How Much Is Your Social Capital Worth?
Hazelton et al.’s (2007) social capital theory was beginning to remind me of the Tragedy of the Commons. The way he was describing it, gaining capital and paying back debts via favors and relationship connections, made it seem like it would be so easy for someone to become greedy and take and take and take favors but never pay them back. If a public relations practitioner, or anyone for that matter, takes advantage of people’s generosity and kindness, then those used people will start to become questionable of everyone’s motives and slowly stop helping others. Later in the chapter, Lin discussed a “generation gap” and how older Americans are less familiar with social tools (p. 97). I can’t recall the exact location I saw this yesterday (might have been on Twitter), but it was a statistic saying how on average 40-year-old mothers have more friends on Facebook than their teenage children. Additionally, my grandparents are on Facebook. And I’m sure there are many 55+ individuals on Twitter following the latest senior citizen deals and information. So what “generation gap” is he talking about?
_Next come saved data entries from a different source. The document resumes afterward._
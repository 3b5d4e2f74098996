use crate::model::ProductId;

/// Zero or one selected product. The detail panel is visible exactly when
/// something is selected.
#[derive(Debug, Clone, Default, PartialEq, Eq)]
pub struct Selection {
    current: Option<ProductId>,
    /// Bookmark toggle of the detail panel, reset whenever the selection changes
    saved: bool,
}

impl Selection {
    pub fn id(&self) -> Option<&str> {
        self.current.as_deref()
    }

    pub fn is_open(&self) -> bool {
        self.current.is_some()
    }

    pub fn saved(&self) -> bool {
        self.saved
    }

    /// Returns true when the selection changed
    pub fn select(&mut self, id: ProductId) -> bool {
        if self.current.as_ref() == Some(&id) {
            return false;
        }
        self.current = Some(id);
        self.saved = false;
        true
    }

    pub fn clear(&mut self) -> bool {
        self.saved = false;
        self.current.take().is_some()
    }

    /// Drop the selection if `visible` no longer contains it
    pub fn retain_if<F: Fn(&str) -> bool>(&mut self, visible: F) -> bool {
        match &self.current {
            Some(id) if !visible(id) => self.clear(),
            _ => false,
        }
    }

    pub fn toggle_saved(&mut self) {
        if self.current.is_some() {
            self.saved = !self.saved;
        }
    }
}

#[cfg(test)]
mod tests {
    use super::*;

    #[test]
    fn test_at_most_one_selected() {
        let mut s = Selection::default();
        assert!(!s.is_open());
        assert!(s.select("1".to_string()));
        assert!(s.select("2".to_string()));
        assert_eq!(s.id(), Some("2"));
        assert!(!s.select("2".to_string()));
    }

    #[test]
    fn test_saved_flag_resets_on_new_selection() {
        let mut s = Selection::default();
        s.toggle_saved();
        assert!(!s.saved(), "nothing to save without a selection");
        s.select("1".to_string());
        s.toggle_saved();
        assert!(s.saved());
        s.select("2".to_string());
        assert!(!s.saved());
    }

    #[test]
    fn test_retain_if_drops_invisible() {
        let mut s = Selection::default();
        s.select("1".to_string());
        assert!(!s.retain_if(|id| id == "1"));
        assert!(s.retain_if(|id| id == "2"));
        assert!(!s.is_open());
    }
}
Lin then went on to discuss social capital and how it is gained through the use of social media tools and technologies such as cell phones. To counter-argue this, I’m going to use my dad as an example. He just recently got a cell phone last year and the only person he calls on it is me or my mom, has never had an email address, and thinks Facebook is a waste of time. Yet I would say he’s got a pretty decent account of social capital. The connections he has with neighborhood people and others around town are astonishing for someone with so little communication tools. It also seems like every one wants to offer him a favor or invite him to an event even though he denies. (I think now it’s turned into a sort of competition to see who can get him at their neighborhood party first.) This makes me wonder, do public relations practitioners really need all of these “fabulous” social media tools in order to gain social capital or are we just using them as a crutch?
This also relates to the “Meetup” website as discussed by Shirky on page 195. What happened to meeting people in public and introducing yourself and building a conversation? Why take the mystery out of new acquaintances by stalking their online life first? Are we getting lazy or is social media robbing us of our social skills? And what effect do these limited social skills have on building personal social capital?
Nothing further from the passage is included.